Yes! Mike will be taking EJ’s last name, which means he will, in fact, become Mike Jones. Go ahead… say it out loud. Get it out of your system. We know.
Kids are absolutely welcome! We love the little ones and they make excellent dance partners (not to mention great excuses for sneaking out early). Since the celebration is on a farm, we ask that kiddos be supervised. There are curious critters, uneven ground, and maybe a tractor or two that aren’t part of the entertainment lineup.
If your invitation didn’t include a plus one, we’re not expecting you to bring a guest. We’ve put a lot of thought into our guest list, but we also know plans can change. If you were hoping to bring someone, please reach out to us as soon as possible and we’ll do our best to accommodate. Bonus points if it’s a new significant other, we love meeting them (and quietly judging together, obviously).
The wedding is in a large shed but it’s not heated. June weather is unpredictable so we will have heating columns just in case. Dressing in layers is highly encouraged!
Dress to impress but don’t kill your feet. This is still a farm so maybe leave the stilettos at home. Think “garden party chic” meets “I want to actually enjoy the party without hobbling.” June in Wisconsin usually means pleasant temps around 70–80°F, but evenings can get a bit crisp. Dare we mention layers a second time?

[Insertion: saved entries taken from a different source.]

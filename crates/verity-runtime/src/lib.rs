//! # Verity Runtime
//!
//! Tokio-based debate orchestration and lifecycle management.
//!
//! - [`SystemCoordinator`]: entry point; one call per claim, bounded by a
//!   global concurrency ceiling
//! - [`DebateOrchestrator`]: drives a session round by round until
//!   consensus, the round limit, a timeout or a force-stop
//! - [`PerformanceMonitor`]: threshold alerts and per-component health

pub mod coordinator;
pub mod metrics;
pub mod monitor;
pub mod orchestrator;

pub use coordinator::{MaintenanceReport, SystemCoordinator, SystemCoordinatorBuilder};
pub use metrics::{DebateMetrics, DebateMetricsSnapshot};
pub use monitor::{
    AlertCallback, AlertKind, AlertSubscriptionId, Component, HealthStatus, PerformanceAlert,
    PerformanceMonitor, PerformanceReport, Severity, SystemHealth, SystemMetrics,
};
pub use orchestrator::{
    ArgumentGenerator, DebateOrchestrator, DebateResult, InvestigationArguments, QualityMetrics,
};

Absolutely. Expect Busch Light by the barrel (a Gruber family staple), plus vodka, tequila, rum, and brandy, with all the usual mixers to build your masterpiece. Join us for cocktail hour, where the grooms invite you to kick things off with their signature drinks: EJ’s spicy margarita or Mike’s classic Moscow mule. Be kind to your bartenders and don’t forget to tip. And if things start to go off the rails… they’ve been instructed to cut you off—with love, of course.